AVAILABLE RECORDS:

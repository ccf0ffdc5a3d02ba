use crate::Environment;
use crate::config::env_parse;
use crate::logging::install_subscriber;
use opentelemetry::{KeyValue, global};
use opentelemetry_otlp::WithExportConfig;
use opentelemetry_sdk::{
    Resource,
    metrics::{PeriodicReader, SdkMeterProvider},
    propagation::TraceContextPropagator,
    trace::{Sampler, SdkTracerProvider},
};
use opentelemetry_semantic_conventions::attribute::{SERVICE_NAME, SERVICE_VERSION};
use std::time::Duration;

/// Export settings, from the standard `OTEL_*` variables where they exist.
#[derive(Debug, Clone, PartialEq)]
pub struct ExportSettings {
    /// Fraction of root traces kept, `0.0..=1.0`
    pub sample_ratio: f64,
    pub metric_interval: Duration,
}

impl ExportSettings {
    pub fn from_env() -> Self {
        Self {
            sample_ratio: env_parse("OTEL_TRACES_SAMPLER_ARG", 1.0f64).clamp(0.0, 1.0),
            metric_interval: Duration::from_millis(env_parse(
                "OTEL_METRIC_EXPORT_INTERVAL",
                10_000u64,
            )),
        }
    }

    fn sampler(&self) -> Sampler {
        let root = if self.sample_ratio >= 1.0 {
            Sampler::AlwaysOn
        } else {
            Sampler::TraceIdRatioBased(self.sample_ratio)
        };
        Sampler::ParentBased(Box::new(root))
    }
}

/// Owns the OTLP trace and metric pipelines; dropping it flushes both.
///
/// The batch exporters run on the ambient Tokio runtime, which must outlive
/// the guard.
///
/// ```ignore
/// let _telemetry = TelemetryGuard::init("detection-worker", "http://otel-collector:4317", Environment::Production)?;
/// ```
pub struct TelemetryGuard {
    tracer_provider: SdkTracerProvider,
    meter_provider: SdkMeterProvider,
}

impl TelemetryGuard {
    /// Export traces and metrics to `endpoint`, then install the tracing
    /// subscriber (JSON in production, pretty otherwise) bridged to the tracer.
    pub fn init(
        service_name: &str,
        endpoint: &str,
        environment: Environment,
    ) -> anyhow::Result<Self> {
        let settings = ExportSettings::from_env();
        let resource = service_resource(service_name, environment);

        global::set_text_map_propagator(TraceContextPropagator::new());

        let tracer_provider = tracer_provider(endpoint, resource.clone(), &settings)?;
        global::set_tracer_provider(tracer_provider.clone());

        let meter_provider = meter_provider(endpoint, resource, &settings)?;
        global::set_meter_provider(meter_provider.clone());

        let tracer = global::tracer(service_name.to_string());
        install_subscriber(environment, tracing_opentelemetry::layer().with_tracer(tracer));

        tracing::debug!(
            endpoint,
            sample_ratio = settings.sample_ratio,
            metric_interval_ms = settings.metric_interval.as_millis() as u64,
            "Telemetry export enabled"
        );

        Ok(Self {
            tracer_provider,
            meter_provider,
        })
    }
}

fn service_resource(service_name: &str, environment: Environment) -> Resource {
    Resource::builder()
        .with_attributes([
            KeyValue::new(SERVICE_NAME, service_name.to_string()),
            KeyValue::new(SERVICE_VERSION, env!("CARGO_PKG_VERSION")),
            KeyValue::new("deployment.environment", environment.as_str()),
        ])
        .build()
}

fn tracer_provider(
    endpoint: &str,
    resource: Resource,
    settings: &ExportSettings,
) -> anyhow::Result<SdkTracerProvider> {
    let exporter = opentelemetry_otlp::SpanExporter::builder()
        .with_tonic()
        .with_endpoint(endpoint)
        .build()?;

    Ok(SdkTracerProvider::builder()
        .with_resource(resource)
        .with_sampler(settings.sampler())
        .with_batch_exporter(exporter)
        .build())
}

fn meter_provider(
    endpoint: &str,
    resource: Resource,
    settings: &ExportSettings,
) -> anyhow::Result<SdkMeterProvider> {
    let exporter = opentelemetry_otlp::MetricExporter::builder()
        .with_tonic()
        .with_endpoint(endpoint)
        .build()?;

    let reader = PeriodicReader::builder(exporter)
        .with_interval(settings.metric_interval)
        .build();

    Ok(SdkMeterProvider::builder()
        .with_resource(resource)
        .with_reader(reader)
        .build())
}

impl Drop for TelemetryGuard {
    fn drop(&mut self) {
        if let Err(e) = self.tracer_provider.shutdown() {
            eprintln!("Failed to shutdown tracer provider: {:?}", e);
        }
        if let Err(e) = self.meter_provider.shutdown() {
            eprintln!("Failed to shutdown meter provider: {:?}", e);
        }
    }
}

/// Creates an info-level span and enters it.
#[macro_export]
macro_rules! span {
    ($name:literal) => {
        tracing::info_span!($name).entered()
    };
}

/// Creates a debug-level span and enters it.
#[macro_export]
macro_rules! span_debug {
    ($name:literal) => {
        tracing::debug_span!($name).entered()
    };
}
//! On-disk layout of the local artifact cache
//!
//! ```text
//! <root>/<key>                          latest content of an artifact
//! <root>/<key>.version                  its version stamp
//! <root>/.pinned/<version>/<key>        content materialized for a pinned version
//! <root>/.pinned/<version>/<key>.version
//! <dir>/.<file>.tmp-<pid>-<n>           in-flight download, renamed into place
//! ```
//!
//! Every process sharing a cache root derives the same paths from the same
//! remote key, so the mapping must stay deterministic.

use crate::errors::{ArtifactError, Result};
use std::path::{Component, Path, PathBuf};
use std::sync::atomic::{AtomicU64, Ordering};

/// Default cache root, relative to the working directory
pub const DEFAULT_CACHE_DIR: &str = "./tmp/cache";

/// Suffix of the version stamp sidecar file
pub const STAMP_SUFFIX: &str = ".version";

/// Directory under the cache root holding pinned-version materializations
pub const PINNED_DIR: &str = ".pinned";

pub(crate) const TEMP_MARKER: &str = ".tmp-";

static TEMP_COUNTER: AtomicU64 = AtomicU64::new(0);

/// Map a remote key to a relative path under the cache root.
///
/// Leading slashes are stripped. Keys that would escape the root, collide
/// with stamp or temp files, or land in the pinned area are rejected.
pub fn key_to_relative(key: &str) -> Result<PathBuf> {
    let trimmed = key.trim_start_matches('/');
    let invalid = || ArtifactError::InvalidPath(key.to_string());

    if trimmed.is_empty() || trimmed.ends_with('/') || trimmed.ends_with(STAMP_SUFFIX) {
        return Err(invalid());
    }

    let mut relative = PathBuf::new();
    for (i, part) in trimmed.split('/').enumerate() {
        if part.is_empty() || part.contains(TEMP_MARKER) || (i == 0 && part == PINNED_DIR) {
            return Err(invalid());
        }
        match Path::new(part).components().next() {
            Some(Component::Normal(_)) => relative.push(part),
            _ => return Err(invalid()),
        }
    }
    Ok(relative)
}

/// Replace characters that are unsafe in a single path component.
pub fn sanitize_version(version: &str) -> String {
    let cleaned: String = version
        .chars()
        .map(|c| {
            if c.is_ascii_alphanumeric() || matches!(c, '.' | '-' | '_') {
                c
            } else {
                '_'
            }
        })
        .collect();

    match cleaned.as_str() {
        "" | "." | ".." => format!("v{}", cleaned.replace('.', "_")),
        _ => cleaned,
    }
}

/// Sidecar path holding the version stamp for `content`.
pub fn stamp_path(content: &Path) -> PathBuf {
    let mut name = content.file_name().unwrap_or_default().to_os_string();
    name.push(STAMP_SUFFIX);
    content.with_file_name(name)
}

/// A fresh temp path in the same directory as `target`, so a rename onto
/// `target` stays on one filesystem.
pub(crate) fn temp_path(target: &Path) -> PathBuf {
    let n = TEMP_COUNTER.fetch_add(1, Ordering::Relaxed);
    let mut name = std::ffi::OsString::from(".");
    name.push(target.file_name().unwrap_or_default());
    name.push(format!("{}{}-{}", TEMP_MARKER, std::process::id(), n));
    target.with_file_name(name)
}

/// True when `file_name` is a temp file left over for `target_name`.
pub(crate) fn is_temp_for(file_name: &str, target_name: &str) -> bool {
    file_name
        .strip_prefix('.')
        .and_then(|rest| rest.strip_prefix(target_name))
        .is_some_and(|rest| rest.starts_with(TEMP_MARKER))
}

WHAT TO PRODUCE: From the records above, copy each line in which the string "Ordering" occurs.

OUTPUT OF THE EXERCISE:
use std::sync::atomic::{AtomicU64, Ordering};
    let n = TEMP_COUNTER.fetch_add(1, Ordering::Relaxed);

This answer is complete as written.